Mit dem Finger wird empört auf die Schweiz gezeigt, wo eine um ihre Privilegien bangende Mittelschicht sich per Volksabstimmung gegen mehr Zuwanderung stemmte, dabei ist das Klima gegenüber Ausländern hier nicht viel besser. Die Europäische Kommission gegen Rassismus und Intoleranz attestiert den Luxemburgern zwar regelmäßig, Rassismus spiele hierzulande keine große Rolle: Wer sich in Foren und in sozialen Netzwerken umhört, stellt Anderes fest. Ausländer sind willkommen, solange sie Steuern zahlen und eine Arbeit haben. Einem europäischen Alternativbericht nach werden ausländische Arbeitnehmer in Luxemburg öfters diskriminiert als inländische. Von Beteiligung reden Politiker immer dann pflichtschuldig, wenn Kommunal- und Europawahlen vor der Tür stehen. Rund 19 000 EU-Ausländer haben sich in die Wählerlisten eingetragen, ansonsten hat sich in puncto Partizipation wenig getan. Lieber wird das Thema an Ausländerorganisationen abgewälzt.
Die Vielfalt wird als Problem gesehen statt als Potenzial, das es zu fördern gilt. Das Schulsystem ist ein trauriges Beispiel. Luxemburgs Justizminister Felix Braz, Sohn portugiesischer Einwanderer, wird als Vorbild gelungener Integration inszeniert. Was er schaffen kann, können andere auch, so die hoffnungsfrohe Botschaft. Tatsächlich steigt der Anteil der Einwandererkinder, die erfolgreich Karriere machen. Sie verdanken ihren Erfolg ihrem Durchhaltevermögen und Eltern, die verstanden haben, dass Bildung der Schlüssel für den Zugang zur Leistungsgesellschaft ist. Die Schule dagegen macht es ihnen nicht leicht: Hohe Sprachanforderungen im Deutschen (oder Französischen) versperren den Weg in die Uni, die Berufswahl ist beschränkt, weil im ach-so-mehrsprachigen Luxemburg frankophone Ausbildungen nur mit Mühe zu organisieren sind. Engagierte Lehrer werden von der Politik allein gelassen mit einer Herkulesaufgabe, die nur mit vereinten Kräften zu lösen ist.

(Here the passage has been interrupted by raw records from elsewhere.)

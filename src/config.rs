use crate::game::{Rules, DEFAULT_SPEED, MAX_SPEED};
use anyhow::{bail, Result};
use clap::Parser;
use std::path::PathBuf;

#[derive(Parser, Debug)]
#[command(name = "roadrace")]
#[command(about = "Drive a car down an endless winding road in the terminal", long_about = None)]
pub(crate) struct Args {
    /// RNG seed for the road (random if omitted)
    #[arg(long)]
    seed: Option<u64>,

    /// Starting speed level, 0 (slow) to 5 (fast)
    #[arg(long, default_value_t = DEFAULT_SPEED)]
    speed: u8,

    /// Half the road width in columns
    #[arg(long, default_value_t = 12)]
    half_width: i32,

    /// Columns kept between the road edge and the screen edge
    #[arg(long, default_value_t = 2)]
    margin: i32,

    /// Largest sideways shift of the road per row
    #[arg(long, default_value_t = 3)]
    step: i32,

    /// Start on an S-bend instead of a straight road
    #[arg(long, default_value_t = false)]
    curvy_start: bool,

    /// Plain white-on-black rendering
    #[arg(long, default_value_t = false)]
    no_color: bool,

    /// Ignore mouse clicks and drags
    #[arg(long, default_value_t = false)]
    no_mouse: bool,

    /// Write a trace log to this file (filter with RUST_LOG)
    #[arg(long)]
    log: Option<PathBuf>,
}

#[derive(Clone, Debug)]
pub(crate) struct Settings {
    pub(crate) rules: Rules,
    pub(crate) seed: Option<u64>,
    pub(crate) enable_color: bool,
    pub(crate) enable_mouse: bool,
    pub(crate) log_path: Option<PathBuf>,
}

impl Default for Settings {
    fn default() -> Self {
        Self {
            rules: Rules::default(),
            seed: None,
            enable_color: true,
            enable_mouse: true,
            log_path: None,
        }
    }
}

impl Settings {
    pub(crate) fn from_args(args: Args) -> Result<Self> {
        if args.speed > MAX_SPEED {
            bail!("--speed must be between 0 and {MAX_SPEED}, got {}", args.speed);
        }
        if args.half_width < 1 {
            bail!("--half-width must be at least 1, got {}", args.half_width);
        }
        if args.margin < 0 {
            bail!("--margin cannot be negative, got {}", args.margin);
        }
        if args.step < 1 {
            bail!("--step must be at least 1, got {}", args.step);
        }
        Ok(Self {
            rules: Rules {
                half_width: args.half_width,
                margin: args.margin,
                step_bound: args.step,
                start_speed: args.speed,
                curvy_start: args.curvy_start,
            },
            seed: args.seed,
            enable_color: !args.no_color,
            enable_mouse: !args.no_mouse,
            log_path: args.log,
        })
    }

    pub(crate) fn seed_or_random(&self) -> u64 {
        self.seed.unwrap_or_else(rand::random)
    }
}
use crate::config::Settings;
use crate::game::{compute_tick_delay, Game, Phase, MIN_ROWS};
use crate::input::{collect_input_nonblocking, wait_for_input};
use crate::render::{draw_scene, draw_too_small, Palette, Renderer};
use crate::track::TrackGeometry;
use anyhow::{Context, Result};
use crossterm::{
    cursor,
    event::{DisableMouseCapture, EnableMouseCapture},
    execute,
    style::ResetColor,
    terminal::{self, DisableLineWrap, EnableLineWrap, EnterAlternateScreen, LeaveAlternateScreen},
};
use std::io::{self, Stdout};
use tracing::{info, warn};

struct App {
    settings: Settings,
    palette: Palette,
    game: Game,
    renderer: Renderer,
    out: Stdout,
    too_small: bool,
}

impl App {
    fn run(&mut self) -> Result<()> {
        let mouse = self.settings.enable_mouse;
        loop {
            let idle = self.too_small || self.game.phase() == Phase::Paused;
            let mut batch = if idle {
                wait_for_input(mouse)?
            } else {
                collect_input_nonblocking(mouse)?
            };

            if let Some((w, h)) = batch.resized {
                self.handle_resize(w, h);
            }
            if self.too_small {
                batch.keep_quit_only();
            }
            for ev in batch.events {
                self.game.apply_input(ev);
            }
            if self.game.phase() == Phase::Terminated {
                break;
            }

            if !self.too_small {
                self.game.tick();
                self.game.check_collision();
            }

            self.render()?;

            if !self.too_small && self.game.phase() == Phase::Running {
                std::thread::sleep(compute_tick_delay(self.game.player().speed));
            }
        }

        let (score, speed) = self.game.hud();
        info!(score, speed, "quit");
        Ok(())
    }

    fn handle_resize(&mut self, w: u16, h: u16) {
        self.renderer.resize(w, h);
        match self.game.resize(i32::from(w), i32::from(h)) {
            Ok(()) => self.too_small = false,
            Err(e) => {
                warn!(width = w, height = h, error = %e, "terminal too small");
                self.too_small = true;
            }
        }
    }

    fn render(&mut self) -> Result<()> {
        if self.too_small {
            let rules = &self.settings.rules;
            let need_w = TrackGeometry::min_width(rules.half_width, rules.margin);
            draw_too_small(&mut self.renderer, need_w, MIN_ROWS, &self.palette);
        } else {
            draw_scene(&mut self.renderer, &self.game, &self.palette);
        }
        self.renderer.flush_diff(&mut self.out)?;
        Ok(())
    }
}

pub(crate) fn run(settings: Settings) -> Result<()> {
    let (cols, rows) = terminal::size().context("could not query terminal size")?;
    let seed = settings.seed_or_random();
    let game = Game::new(i32::from(cols), i32::from(rows), settings.rules, seed)
        .context("terminal cannot fit the road")?;
    info!(cols, rows, seed, rules = ?settings.rules, "starting");

    let mut out = io::stdout();
    terminal::enable_raw_mode()?;
    execute!(
        out,
        EnterAlternateScreen,
        cursor::Hide,
        DisableLineWrap,
        terminal::Clear(terminal::ClearType::All)
    )?;
    if settings.enable_mouse {
        execute!(out, EnableMouseCapture)?;
    }

    let mut app = App {
        palette: Palette::new(settings.enable_color),
        renderer: Renderer::new(cols, rows),
        settings,
        game,
        out,
        too_small: false,
    };
    let res = app.run();

    // restore
    let mut out = app.out;
    if app.settings.enable_mouse {
        let _ = execute!(out, DisableMouseCapture);
    }
    let _ = execute!(
        out,
        EnableLineWrap,
        cursor::Show,
        LeaveAlternateScreen,
        ResetColor
    );
    let _ = terminal::disable_raw_mode();

    res
}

Bisher aber tut die neue Regierung wenig, um diese Potenziale zu bündeln. Statt Sonntagsreden zu halten und Integration per Vertrag bürokratisch zu regeln, fehlen innovative Ansätze, um ausländische Mitbürger jetzt an den Zukunftsfragen zu beteiligen. Wo sind die Portugiesen, die Ex-Jugoslawen, die Franzosen, wenn über einen neuen Sprachenunterricht oder eine Schulreform nachgedacht wird? Was tun die Ministerien, um neben Luxemburgern auch Nicht-Luxemburger in Planungen für ein verbessertes Betreuungsangebot einzubinden? Was brauchen und wollen britische, dänische, französische, portugiesische und andere Singles und Familien überhaupt an Angeboten? Eine Forschung über die Folgen der Bevölkerungsvielfalt für das staatliche Leistungsangebot gibt es kaum, dabei stellen Nicht-Luxemburger in vielen Gemeinden längst die (stille) Mehrheit in Kindergärten und Grundschulen.
Dass sie nicht Gegenstand von systematischen Analysen sind und noch immer kaum aktiv in die Politikgestaltung einbezogen werden, verträgt sich schlecht mit dem Bild eines Landes, das sich, wenn es passt, damit brüstet, ein Einwanderungsland zu sein, und das einen nicht unwesentlichen Teil seines Wohlstands eben diesen ausländischen Kollegen, Nachbarn und Mitbürgerinnen verdankt.